The collapse occurred about 10:20 A.M., while I was conducting a class in Political Economy VI—history and present tendencies of economics—for juniors and a few sophomores. I began to see strange shapes before my eyes, and to feel that I was in a grotesque room other than the classroom.
My thoughts and speech wandered from my subject, and the students saw that something was gravely amiss. Then I slumped down, unconscious, in my chair, in a stupor from which no one could arouse me. Nor did my rightful faculties again look out upon the daylight of our normal world for five years, four months, and thirteen days.
It is, of course, from others that I have learned what followed. I showed no sign of consciousness for sixteen and a half hours, though removed to my home at 27 Crane Street, and given the best of medical attention.
At 3 A.M. May 15th my eyes opened and I began to speak, but before long the doctor and my family were thoroughly frightened by the trend of my expression and language. It was clear that I had no rememberance of my identity and my past, though for some reason I seemed anxious to conceal this lack of knowledge. My eyes gazed strangely at the persons around me, and the flections of my facial muscles were altogether unfamiliar.
Even my speech seemed awkward and foreign. I used my vocal organs clumsily and gropingly, and my diction had a curiously stilted quality, as if I had laboriously learned the English language from books. The pronunciation was barbarously alien, whilst t
he idiom seemed to include both scraps of curious archaism and expressions of a wholly incomprehensible cast.
Of the latter, one in particular was very potently—even terrifiedly—recalled by the youngest of the physicians twenty years afterward. For at that late period such a phrase began to have an actual currency—first in England and then in the United States—and though of much complexity and indisputable newness, it reproduced in every least particular the mystifying words of the strange Arkham patient of 1908.

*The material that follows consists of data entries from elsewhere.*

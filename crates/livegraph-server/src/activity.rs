//! Append-only activity log, one JSON line per accepted submission.

use std::borrow::Cow;
use std::fs::{File, OpenOptions};
use std::io::Write;
use std::path::{Path, PathBuf};

use chrono::{DateTime, Utc};
use livegraph_core::Result;
use livegraph_store::{GraphOrigin, GraphRecord};
use parking_lot::Mutex;
use serde::Serialize;
use serde_json::Value;

pub struct ActivityLog {
    path: PathBuf,
    file: Mutex<File>,
}

#[derive(Serialize)]
struct ActivityEntry<'a> {
    graph_id: u64,
    timestamp: DateTime<Utc>,
    video_id: Cow<'a, str>,
    #[serde(skip_serializing_if = "Option::is_none")]
    video_title: Option<&'a Value>,
    #[serde(skip_serializing_if = "Option::is_none")]
    source: Option<&'a Value>,
    origin: GraphOrigin,
    nodes: usize,
    edges: usize,
    raw_triples: usize,
}

impl ActivityLog {
    /// Open (or create) the log file in append mode.
    pub fn open(path: impl AsRef<Path>) -> Result<Self> {
        let path = path.as_ref().to_path_buf();
        let file = OpenOptions::new().create(true).append(true).open(&path)?;
        Ok(Self {
            path,
            file: Mutex::new(file),
        })
    }

    pub fn path(&self) -> &Path {
        &self.path
    }

    /// Append one line for a stored record.
    pub fn record(&self, record: &GraphRecord) -> Result<()> {
        let data = &record.data;
        let entry = ActivityEntry {
            graph_id: record.graph_id,
            timestamp: record.timestamp,
            video_id: data.metadata.video_key(),
            video_title: data.metadata.video_title.as_ref(),
            source: data.source.as_ref(),
            origin: data.origin,
            nodes: data.nodes.len(),
            edges: data.edges.len(),
            raw_triples: data.raw_triples.len(),
        };

        let line = serde_json::to_string(&entry)?;
        let mut file = self.file.lock();
        writeln!(file, "{}", line)?;
        Ok(())
    }
}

Physical strength returned at once, although I required an odd amount of reeducation in the use of my hands, legs, and bodily apparatus in general. Because of this and other handicaps inherent in the mnemonic lapse, I was for some time kept under strict medical care.
When I saw that my attempts to conceal the lapse had failed, I admitted it openly, and became eager for information of all sorts. Indeed, it seemed to the doctors that I lost interest in my proper personality as soon as I found the case of amnesia accepted as a natural thing.
They noticed that my chief efforts were to master certain points in history, science, art, language, and folklore—some of them tremendously abstruse, and some childishly simple—which remained, very oddly in many cases, outside my consciousness.
At the same time they noticed that I had an inexplicable command of many almost unknown sorts of knowledge—a command which I seemed to wish to hide rather than display. I would inadvertently refer, with casual assurance, to specific events in dim ages outside of the range of accepted history—passing off such references as a jest when I saw the surprise they created. And I had a way of speaking of the future which two or three times caused actual fright.